Nella guerra a colpi di reel che offre ai vastesi un assaggio di quella che sarà la prossima campagna elettorale, Francesco Menna risponde a Francesco Prospero negando qualsiasi intento di oscurare l’opposizione.
«Nessuna “gomma digitale” né uso dell’intelligenza artificiale: il video integrale del taglio del nastro all’inaugurazione del Lido Insieme dimostra che il consigliere Francesco Prospero, al momento dello scatto, era semplicemente coperto da altre persone. Pertanto, le accuse di censura che ha lanciato sono del tutto prive di fondamento». Così, in un video pubblicato sui social e in un comunicato, il sindaco di Vasto replica alle accuse del consigliere comunale e regionale di Fratelli d’Italia, che aveva denunciato l’uso della comunicazione istituzionale come strumento di propaganda e il presunto taglio dalle foto degli esponenti dell’opposizione.

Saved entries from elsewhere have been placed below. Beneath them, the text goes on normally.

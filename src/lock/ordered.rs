use {
    super::{Count, MatchedPolicy, Mode, Order, OrderableLock, RawLock},
    crate::auth::{Authorization, OrderedPolicy},
};

#[cfg(test)]
mod tests;

/// Wraps another lock kind with an acquisition order.
///
/// Orders support the second escape hatch for holding several exclusive
/// locks at once: give every container a distinct order and acquire in
/// strictly ascending order. An
/// [`OrderedPolicy`](crate::auth::OrderedPolicy) authorization then waives
/// its usual restrictions for requests whose order is strictly above
/// everything the thread already holds, because such a wait can never close
/// a cycle.
///
/// Order 0 is "unordered": the wrapper then behaves exactly as the inner
/// lock. The ordering discipline is meaningless without tracking, so this
/// lock refuses every operation that arrives without an authorization, and
/// unordered policies in turn refuse ordered locks.
///
/// # Example
///
/// ```
/// use custody::{lock::{Ordered, SharedExclusive}, Protected};
///
/// let first = Protected::with_lock(1, Ordered::new(SharedExclusive::new(), 1));
/// let second = Protected::with_lock(2, Ordered::new(SharedExclusive::new(), 2));
/// assert_eq!(first.order(), 1);
///
/// let auth = first.new_authorization();
/// let a = first.get_write_auth(&auth).unwrap();
/// // Ascending, so waiting is authorized even though `a` is still held.
/// let b = second.get_write_auth(&auth).unwrap();
/// assert_eq!(auth.writing_count(), 2);
/// drop((a, b));
/// ```
pub struct Ordered<L> {
    inner: L,
    order: Order,
}

impl<L> Ordered<L> {
    pub const fn new(inner: L, order: Order) -> Self {
        Self { inner, order }
    }

    pub fn into_inner(self) -> L {
        self.inner
    }
}

impl<L: OrderableLock> RawLock for Ordered<L> {
    fn acquire(
        &self,
        auth: Option<&Authorization>,
        mode: Mode,
        blocking: bool,
        test: bool,
    ) -> Option<Count> {
        // The ordering discipline cannot be upheld for untracked callers.
        auth?;
        self.inner.acquire_at(self.order, auth, mode, blocking, test)
    }

    fn release(&self, auth: Option<&Authorization>, mode: Mode, test: bool) -> Option<Count> {
        auth?;
        self.inner.release_at(self.order, auth, mode, test)
    }

    fn order(&self) -> Order {
        self.order
    }
}

impl<L> MatchedPolicy for Ordered<L>
where
    L: OrderableLock + MatchedPolicy,
{
    type Policy = OrderedPolicy<L::Policy>;
}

«Nessun complotto e nessuna cancellazione digitale», ribadisce il primo cittadino. Non è stato rimosso nessuno, non è stata usata alcuna “gomma digitale”, né l’intelligenza artificiale e non vi è alcuna deriva antidemocratica». Invita i cittadini a visionare il filmato integrale dell’inaugurazione: «Dalla stessa angolazione e dallo stesso dispositivo è stata scattata la fotografia pubblicata. Semplicemente, al momento dello scatto, Prospero era posizionato dietro altre persone, rimanendo parzialmente coperto». Menna sostiene, inoltre, che il consigliere di opposizione «è spesso comparso nei post pubblicati sulla pagina del Comune» e definisce «una mistificazione» le accuse di manipolazione delle immagini. «Parlare di uso distorto dell’intelligenza artificiale per una banale questione di prospettiva è un grave insulto all’intelligenza dei vastesi».

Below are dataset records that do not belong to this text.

//! The lock state machines behind [`Protected`](crate::Protected).
//!
//! Every kind implements the same [`RawLock`] contract; they differ in which
//! modes they grant, how much they track, and therefore how well they
//! cooperate with deadlock prevention:
//!
//! - [`SharedExclusive`]: many readers or one writer, writer priority, and
//!   the writer-reads rule. The default.
//! - [`ExclusiveOnly`]: one holder at a time; faster when shared access is
//!   never needed. Every request counts as exclusive.
//! - [`SharedOnly`]: readers only, a bare atomic count; never blocks.
//! - [`Untracked`]: a plain mutex with no book-keeping, so it must assume
//!   the worst when asked; it cannot take part in multi-locking.
//! - [`Broken`]: never grants; for pathological test setups.
//! - [`Ordered`]: wraps one of the above with an acquisition order for the
//!   ascending-order locking discipline.

use crate::auth::{Authorization, LockRequest, UnlockRequest};

mod broken;
mod exclusive_only;
mod ordered;
mod shared_exclusive;
mod shared_only;
mod untracked;

pub use {
    broken::Broken, exclusive_only::ExclusiveOnly, ordered::Ordered,
    shared_exclusive::SharedExclusive, shared_only::SharedOnly, untracked::Untracked,
};

/// Number of shared holders reported by lock operations.
pub type Count = usize;

/// Acquisition order of an ordered lock.
pub type Order = u64;

/// The order reported by every unordered lock.
pub const ORDER_UNORDERED: Order = 0;

/// Requested access mode.
#[derive(Copy, Clone, Debug, PartialEq, Eq)]
pub enum Mode {
    Read,
    Write,
}

impl Mode {
    #[inline]
    pub fn is_write(self) -> bool {
        matches!(self, Mode::Write)
    }
}

/// The uniform contract of all lock kinds.
///
/// `acquire` consults the authorization (if any) through a single combined
/// register-or-test call while the lock's internal mutex is held, then
/// evaluates its own blocking condition, waits if it may, and returns the
/// resulting shared count (0 for exclusive grants). `None` means denied:
/// either the policy refused, or a non-blocking call would have had to wait.
/// A denied acquisition leaves every counter untouched.
///
/// `test == true` asks for the policy to be consulted without being updated;
/// the meta-lock's shared entries use this so that they never count against
/// the policy. A release with `test == true` correspondingly skips the
/// policy.
///
/// Releasing a grant that was never acquired is a caller bug: it is reported
/// with a debug assertion and answered with `None` in release builds.
pub trait RawLock {
    fn acquire(
        &self,
        auth: Option<&Authorization>,
        mode: Mode,
        blocking: bool,
        test: bool,
    ) -> Option<Count>;

    fn release(&self, auth: Option<&Authorization>, mode: Mode, test: bool) -> Option<Count>;

    /// The lock's configured order; [`ORDER_UNORDERED`] unless wrapped by
    /// [`Ordered`].
    fn order(&self) -> Order {
        ORDER_UNORDERED
    }
}

/// Associates a lock kind with the policy that understands it, used by
/// [`Protected::new_authorization`](crate::Protected::new_authorization).
pub trait MatchedPolicy: RawLock {
    type Policy: crate::auth::Policy + Default + 'static;
}

mod sealed {
    pub trait Sealed {}
}

/// Lock kinds that [`Ordered`] can wrap.
///
/// The wrapper threads its configured order through these entry points so
/// the policy can apply the ordering discipline. This trait is sealed; the
/// set of base lock kinds is closed.
pub trait OrderableLock: RawLock + sealed::Sealed {
    #[doc(hidden)]
    fn acquire_at(
        &self,
        order: Order,
        auth: Option<&Authorization>,
        mode: Mode,
        blocking: bool,
        test: bool,
    ) -> Option<Count>;

    #[doc(hidden)]
    fn release_at(
        &self,
        order: Order,
        auth: Option<&Authorization>,
        mode: Mode,
        test: bool,
    ) -> Option<Count>;
}

#[inline]
fn register_or_test(auth: Option<&Authorization>, request: &mut LockRequest, test: bool) -> bool {
    match auth {
        None => true,
        Some(auth) => auth.admit(request, test),
    }
}

#[inline]
fn release_registration(auth: Option<&Authorization>, request: &UnlockRequest) {
    if let Some(auth) = auth {
        auth.retire(request);
    }
}

#[inline]
fn identity_of(auth: Option<&Authorization>) -> usize {
    auth.map_or(0, Authorization::id)
}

La replica del sindaco si sposta poi sul piano politico. Secondo Menna, il centrodestra ricorrerebbe «al vittimismo e alla vanità per nascondere i propri fallimenti» a livello regionale e nazionale. Da qui l’elenco delle questioni aperte per il territorio: dalla sanità alla carenza di medici al San Pio, dalla mancata apertura della medicina turistica alla situazione del porto, passando per Renexia, i fondi per le bonifiche, le strade del consorzio industriale e la ricostruzione del palazzo Ater di Punta Penna. «Sarebbe bene concentrarsi sulla soluzione di questi problemi», conclude il sindaco. Ma la guerra dei reel, a giudicare dagli ultimi botta e risposta, sembra destinata a proseguire.